À quelques mètres, quatre secrétaires médicales du Centre médico-chirurgical obstétrique (CMCO) de Schiltigheim défilent avec leurs blouses blanches. Malgré l’augmentation de 3,5% du point d’indice des agents publics en juillet, leurs salaires, autour de 1 500 euros, ne sont pas suffisants, dénonce Céline :
« Je bosse au CMCO depuis huit ans. J’ai 45 ans. Quand on travaille depuis des années et qu’on a du mal à remplir le caddie ou qu’on a peur de la venue de l’hiver à cause du prix du chauffage, ça fait mal quand même. »
« On ne va presque plus au cinéma avec les enfants alors qu’ils aiment ça »
Déléguée du personnel à la Compagnie des transports strasbourgeois (CTS), Delphine Bastian indique que son syndicat, la CGT, ne se satisfait pas des 2,5% d’augmentation obtenus lors des négociations annuelles obligatoires en septembre :
« Quand on commence à 4h du matin ou qu’on finit à 1h30, il n’y a plus de transports en commun. Comme moi, mon conjoint est conducteur de bus et de tram. On a donc besoin de deux voitures pour aller travailler. On travaille avec de grandes amplitudes, les dimanches et les jours fériés aussi, avec beaucoup de pression et de responsabilités. En général, les conducteurs CTS gagnent 1 800 euros nets, ce qui ne suffit plus pour bien vivre. On ne va presque plus au cinéma avec les enfants alors qu’ils aiment ça. On privilégie les balades en forêt, c’est gratuit. »
« Nous allons continuer »
Laurent Feisthauer, secrétaire départemental de la CGT, est satisfait de la mobilisation du jour. Les grèves ont été bien suivies, notamment dans le secteur de l’éducation avec 22% de participation dans le premier degré selon le rectorat. Toutes les cantines de Strasbourg étaient fermées entre midi et deux et la circulation des trams et des bus était amoindrie.

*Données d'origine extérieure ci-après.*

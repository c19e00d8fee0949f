//! Service configuration, read once from the environment at startup.
//!
//! Every variable has a default matching the lab deployment; anything set
//! but unparsable is a fatal [`ConfigError`] rather than a silent
//! fallback.

use std::collections::HashSet;
use std::fmt::Display;
use std::net::{Ipv4Addr, SocketAddr, SocketAddrV4};
use std::path::PathBuf;
use std::str::FromStr;
use std::time::Duration;

use serde::Deserialize;
use thiserror::Error;

use crate::alert::{Command, Comparator, SignalSpec};
use crate::sink::{TELEGRAM_API_BASE, TelegramConfig};

pub const DEFAULT_MQTT_HOST: &str = "broker.hivemq.com";
pub const DEFAULT_MQTT_PORT: u16 = 1883;
pub const DEFAULT_TOPIC_NS: &str = "lstiot/lab/room1";
pub const DEFAULT_API_ADDR: SocketAddr =
    SocketAddr::V4(SocketAddrV4::new(Ipv4Addr::LOCALHOST, 7786));
pub const DEFAULT_LOCATION: &str = "Lab Room 1";

const DEFAULT_TEMP_HIGH_C: f64 = 35.0;
const DEFAULT_GAS_RAW_HIGH: f64 = 1800.0;
const DEFAULT_LUX_LOW: f64 = 500.0;
const DEFAULT_STREAK: u32 = 5;
const DEFAULT_COOLDOWN_MS: u64 = 10_000;

/// Records kept in memory for the status API.
const RECENT_EVENTS: usize = 500;

/// Samples kept in memory for the history API; about a month at one
/// sample per minute.
const DEFAULT_HISTORY_CAPACITY: usize = 50_000;

const TELEGRAM_TIMEOUT: Duration = Duration::from_secs(10);
const COMMAND_TIMEOUT: Duration = Duration::from_secs(5);

const TRACKED_ACTUATORS: [&str; 2] = ["light", "fan"];

#[derive(Debug, Error)]
pub enum ConfigError {
    #[error("invalid value {value:?} for {var}: {reason}")]
    InvalidValue {
        var: &'static str,
        value: String,
        reason: String,
    },

    #[error("invalid signal {signal:?}: {reason}")]
    InvalidSignal { signal: String, reason: String },

    #[error("signal {0:?} is defined more than once")]
    DuplicateSignal(String),

    #[error("no signals configured")]
    NoSignals,

    #[error("failed to read {path}: {source}")]
    Read {
        path: String,
        #[source]
        source: std::io::Error,
    },

    #[error("failed to parse {path}: {source}")]
    Parse {
        path: String,
        #[source]
        source: serde_json::Error,
    },
}

#[derive(Debug, Clone, PartialEq, Eq)]
pub struct MqttConfig {
    pub host: String,
    pub port: u16,
    pub tls: bool,
}

#[derive(Debug, Clone)]
pub struct ServiceConfig {
    pub mqtt: MqttConfig,
    /// Topic prefix, e.g. `lstiot/lab/room1`.
    pub topic_namespace: String,
    /// Validated, with unique names.
    pub signals: Vec<SignalSpec>,
    pub tracked_actuators: Vec<String>,
    pub telegram: TelegramConfig,
    /// Optional JSON-lines audit file.
    pub event_log_path: Option<PathBuf>,
    pub recent_events: usize,
    /// Optional JSON-lines file receiving every sample.
    pub sample_log_path: Option<PathBuf>,
    pub history_capacity: usize,
    pub api_addr: SocketAddr,
    /// Upper bound on handing a command to the MQTT client.
    pub command_timeout: Duration,
}

impl ServiceConfig {
    pub fn from_env() -> Result<Self, ConfigError> {
        Self::from_lookup(|var| std::env::var(var).ok())
    }

    /// Build the configuration from an arbitrary variable lookup. Empty
    /// values count as unset.
    pub fn from_lookup(lookup: impl Fn(&str) -> Option<String>) -> Result<Self, ConfigError> {
        let env = Env { lookup };

        let mqtt = MqttConfig {
            host: env.string("MQTT_HOST", DEFAULT_MQTT_HOST),
            port: env.parse("MQTT_PORT", DEFAULT_MQTT_PORT)?,
            tls: env.flag("MQTT_TLS", false)?,
        };

        let streak: u32 = env.parse("STREAK_NEEDED", DEFAULT_STREAK)?;
        let cooldown = Duration::from_millis(env.parse("ALERT_COOLDOWN_MS", DEFAULT_COOLDOWN_MS)?);

        let signals = match env.get("LABWATCH_SIGNALS") {
            Some(path) => load_signals(&path, streak, cooldown)?,
            None => vec![
                SignalSpec::temperature(
                    env.parse("TEMP_HIGH_C", DEFAULT_TEMP_HIGH_C)?,
                    streak,
                    cooldown,
                ),
                SignalSpec::gas(
                    env.parse("GAS_RAW_HIGH", DEFAULT_GAS_RAW_HIGH)?,
                    streak,
                    cooldown,
                ),
                SignalSpec::low_light(env.parse("LUX_LOW", DEFAULT_LUX_LOW)?, streak, cooldown),
            ],
        };
        validate_signals(&signals)?;

        let telegram = TelegramConfig {
            bot_token: env.string("TELEGRAM_BOT_TOKEN", ""),
            chat_id: env.string("TELEGRAM_CHAT_ID", ""),
            location: env.string("ALERT_LOCATION", DEFAULT_LOCATION),
            api_base: env.string("TELEGRAM_API_BASE", TELEGRAM_API_BASE),
            timeout: TELEGRAM_TIMEOUT,
        };

        Ok(Self {
            mqtt,
            topic_namespace: env.string("TOPIC_NS", DEFAULT_TOPIC_NS),
            signals,
            tracked_actuators: TRACKED_ACTUATORS.iter().map(|a| a.to_string()).collect(),
            telegram,
            event_log_path: env.get("LABWATCH_EVENT_LOG").map(PathBuf::from),
            recent_events: RECENT_EVENTS,
            sample_log_path: env.get("LABWATCH_SAMPLE_LOG").map(PathBuf::from),
            history_capacity: env.parse("LABWATCH_HISTORY_CAPACITY", DEFAULT_HISTORY_CAPACITY)?,
            api_addr: env.parse("LABWATCH_API_ADDR", DEFAULT_API_ADDR)?,
            command_timeout: COMMAND_TIMEOUT,
        })
    }
}

struct Env<F> {
    lookup: F,
}

impl<F: Fn(&str) -> Option<String>> Env<F> {
    fn get(&self, var: &str) -> Option<String> {
        (self.lookup)(var)
            .map(|v| v.trim().to_string())
            .filter(|v| !v.is_empty())
    }

    fn string(&self, var: &str, default: &str) -> String {
        self.get(var).unwrap_or_else(|| default.to_string())
    }

    fn parse<T>(&self, var: &'static str, default: T) -> Result<T, ConfigError>
    where
        T: FromStr,
        T::Err: Display,
    {
        match self.get(var) {
            Some(value) => value.parse().map_err(|e: T::Err| ConfigError::InvalidValue {
                var,
                reason: e.to_string(),
                value,
            }),
            None => Ok(default),
        }
    }

    fn flag(&self, var: &'static str, default: bool) -> Result<bool, ConfigError> {
        let Some(value) = self.get(var) else {
            return Ok(default);
        };
        match value.to_ascii_lowercase().as_str() {
            "1" | "true" | "yes" | "on" => Ok(true),
            "0" | "false" | "no" | "off" => Ok(false),
            _ => Err(ConfigError::InvalidValue {
                var,
                value,
                reason: "expected true or false".into(),
            }),
        }
    }
}

/// One entry of a `LABWATCH_SIGNALS` file. Omitted policy fields fall
/// back to the global `STREAK_NEEDED` and `ALERT_COOLDOWN_MS`.
#[derive(Debug, Deserialize)]
#[serde(deny_unknown_fields)]
struct SignalEntry {
    name: String,
    key: String,
    comparator: String,
    threshold: f64,
    streak_required: Option<u32>,
    cooldown_ms: Option<u64>,
    #[serde(default = "default_true")]
    resets_streak_after_fire: bool,
    event_type: String,
    detail_key: Option<String>,
    title: Option<String>,
    body: Option<String>,
    command: Option<Command>,
}

fn default_true() -> bool {
    true
}

impl SignalEntry {
    fn into_spec(self, streak: u32, cooldown: Duration) -> Result<SignalSpec, ConfigError> {
        let comparator =
            Comparator::from_str(&self.comparator).map_err(|_| ConfigError::InvalidSignal {
                signal: self.name.clone(),
                reason: format!("unknown comparator {:?}", self.comparator),
            })?;

        Ok(SignalSpec {
            detail_key: self.detail_key.unwrap_or_else(|| self.key.clone()),
            title: self.title.unwrap_or_else(|| self.event_type.clone()),
            body: self
                .body
                .unwrap_or_else(|| format!("{}: {{value}}", self.name)),
            name: self.name,
            key: self.key,
            comparator,
            threshold: self.threshold,
            streak_required: self.streak_required.unwrap_or(streak),
            cooldown: self.cooldown_ms.map(Duration::from_millis).unwrap_or(cooldown),
            resets_streak_after_fire: self.resets_streak_after_fire,
            event_type: self.event_type,
            command: self.command,
        })
    }
}

fn load_signals(path: &str, streak: u32, cooldown: Duration) -> Result<Vec<SignalSpec>, ConfigError> {
    let text = std::fs::read_to_string(path).map_err(|source| ConfigError::Read {
        path: path.to_string(),
        source,
    })?;
    parse_signals(path, &text, streak, cooldown)
}

fn parse_signals(
    path: &str,
    text: &str,
    streak: u32,
    cooldown: Duration,
) -> Result<Vec<SignalSpec>, ConfigError> {
    let entries: Vec<SignalEntry> =
        serde_json::from_str(text).map_err(|source| ConfigError::Parse {
            path: path.to_string(),
            source,
        })?;
    entries
        .into_iter()
        .map(|entry| entry.into_spec(streak, cooldown))
        .collect()
}

fn validate_signals(signals: &[SignalSpec]) -> Result<(), ConfigError> {
    if signals.is_empty() {
        return Err(ConfigError::NoSignals);
    }
    let mut names = HashSet::new();
    for spec in signals {
        spec.validate()?;
        if !names.insert(spec.name.as_str()) {
            return Err(ConfigError::DuplicateSignal(spec.name.clone()));
        }
    }
    Ok(())
}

« Nous allons continuer à mobiliser et à amplifier le mouvement. C’est un bon signal pour la reprise et de bon augure pour la lutte contre la réforme des retraites », conclut Laurent Feisthauer. Le cortège est arrivé place Kléber vers 16h30. Ailleurs en France, de nombreuses manifestations ont eu lieu, avec par exemple 600 personnes à Mulhouse et environ 40 000 à Paris.